Ana Sayfa
Kavram Arama : THS Google   |   Forum İçi Arama  

Üye İsmi
Şifre

Meslektaşların Soruları Hukukçu meslektaşların hukuki nitelikte sorularını birbirlerine yöneltecekleri mesleki yardımlaşma forumu. SADECE hukuk fakültesi mezunları ile hukuk profesyonellerinin (bilirkişi, icra müdürü vb.) yazışmasına açıktır. [Yeni Soru Sorun]

vergi dairesinin taraf ehliyeti

Yanıt
Konuyu Değerlendirin Konu İçinde Arama Konu Araçları  
Old 31-03-2008, 16:22   #1
bsdbsdbsd97

 
Varsayılan vergi dairesinin taraf ehliyeti

Değerli meslaektaşlar Vergi Dairesinin iptal ettirdiğimiz işleminden sonra vekalrt ücretini icraya verirken borçlu vergi dairesimi olmalıdır.

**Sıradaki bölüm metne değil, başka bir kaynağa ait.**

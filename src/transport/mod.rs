// ABOUTME: HTTP transport layer for talking to the daemon.
// ABOUTME: Exposes the HttpTransport trait and the hyper implementation.

mod error;
mod http;

pub use error::TransportError;
pub use http::{HttpResponse, HttpTransport, HyperTransport};
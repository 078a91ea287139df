// ABOUTME: Readiness polling for freshly started containers.
// ABOUTME: Polls the daemon on an interval until running, bounded by a total timeout.

use crate::daemon::{ContainerError, DockerApi};
use crate::types::ContainerId;
use std::time::Duration;
use thiserror::Error;
use tokio::time::MissedTickBehavior;

#[derive(Debug, Error)]
pub enum WaitError {
    #[error("container did not reach running state within {}s", timeout.as_secs())]
    Timeout { timeout: Duration },

    #[error(transparent)]
    Container(#[from] ContainerError),
}

/// Poll the container state until the daemon reports `running`.
///
/// The first poll happens immediately, so a container that is already
/// running returns without waiting a full interval. Daemon errors during
/// polling propagate; if `timeout` elapses first the whole wait fails.
pub async fn wait_until_running<D: DockerApi + ?Sized>(
    docker: &D,
    id: &ContainerId,
    timeout: Duration,
    poll_interval: Duration,
) -> Result<(), WaitError> {
    let poll = async {
        let mut ticker = tokio::time::interval(poll_interval);
        ticker.set_missed_tick_behavior(MissedTickBehavior::Delay);
        loop {
            ticker.tick().await;
            if docker.container_running(id).await? {
                return Ok(());
            }
        }
    };

    match tokio::time::timeout(timeout, poll).await {
        Ok(result) => result,
        Err(_) => Err(WaitError::Timeout { timeout }),
    }
}
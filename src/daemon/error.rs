// ABOUTME: Per-concern error enums for daemon operations.
// ABOUTME: Status codes the daemon documents map to named variants; the rest collapse.

use crate::transport::TransportError;

/// Errors from image operations.
#[derive(Debug, thiserror::Error)]
pub enum ImageError {
    #[error("image not found: {0}")]
    NotFound(String),

    #[error("daemon returned status {status}: {message}")]
    Daemon { status: u16, message: String },

    #[error(transparent)]
    Transport(#[from] TransportError),

    #[error("invalid daemon response: {0}")]
    Decode(#[from] serde_json::Error),
}

/// Errors from container lifecycle operations.
#[derive(Debug, thiserror::Error)]
pub enum ContainerError {
    #[error("container not found: {0}")]
    NotFound(String),

    #[error("container already exists: {0}")]
    AlreadyExists(String),

    #[error("image not found: {0}")]
    ImageNotFound(String),

    #[error("container is running: {0}")]
    Running(String),

    #[error("daemon returned status {status}: {message}")]
    Daemon { status: u16, message: String },

    #[error(transparent)]
    Transport(#[from] TransportError),

    #[error("invalid daemon response: {0}")]
    Decode(#[from] serde_json::Error),
}

/// Errors from exec-instance operations.
#[derive(Debug, thiserror::Error)]
pub enum ExecError {
    #[error("container not found: {0}")]
    ContainerNotFound(String),

    #[error("container not running: {0}")]
    ContainerNotRunning(String),

    #[error("exec instance not found: {0}")]
    NotFound(String),

    #[error("daemon returned status {status}: {message}")]
    Daemon { status: u16, message: String },

    #[error(transparent)]
    Transport(#[from] TransportError),

    #[error("invalid daemon response: {0}")]
    Decode(#[from] serde_json::Error),
}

Cevap verirseniz sevinirim. Teşekkürler...
Old 31-03-2008, 16:49   #2
FYLOZOF

 
Varsayılan

Mahkeme ilamında, davalı kim ise, vekalet ücretini ondan talep edeceksiniz.
Old 01-04-2008, 08:46   #4
avmurat

 
Varsayılan

Ben de aynı sorunla karşılaştım.Bir çözüm bulamadım.Sonuçta ilamda yazan vergi dairesini muhatap göstererek açtım takibi.Davada taraf olma ehliyeti varsa icra takibinide de olmalı diye düşündüm.
Old 01-04-2008, 10:40   #5
halit pamuk

 
Varsayılan

Vergi dairesi Müdürlükleri, sadece Vergi mahkemelerinde vergi uyuşmazlıklarında taraf olarak gösterilebilmektedir. Bunun nedeni kanundan kaynaklanmaktadır, 5345 sayılı Kanunun 24'üncü maddesine göre, vergi uyuşmazlıklarını takip ve yargısal işlem yapma yetkisi, vergi dairesi başkanlıklarına, bu başkanlıkların bulunmadığı yerlerde vergi dairesi müdürlüklerine ve aynı Kanunun geçici 5'inci maddesi kapsamındaki vergi dairesi müdürlüklerine aittir.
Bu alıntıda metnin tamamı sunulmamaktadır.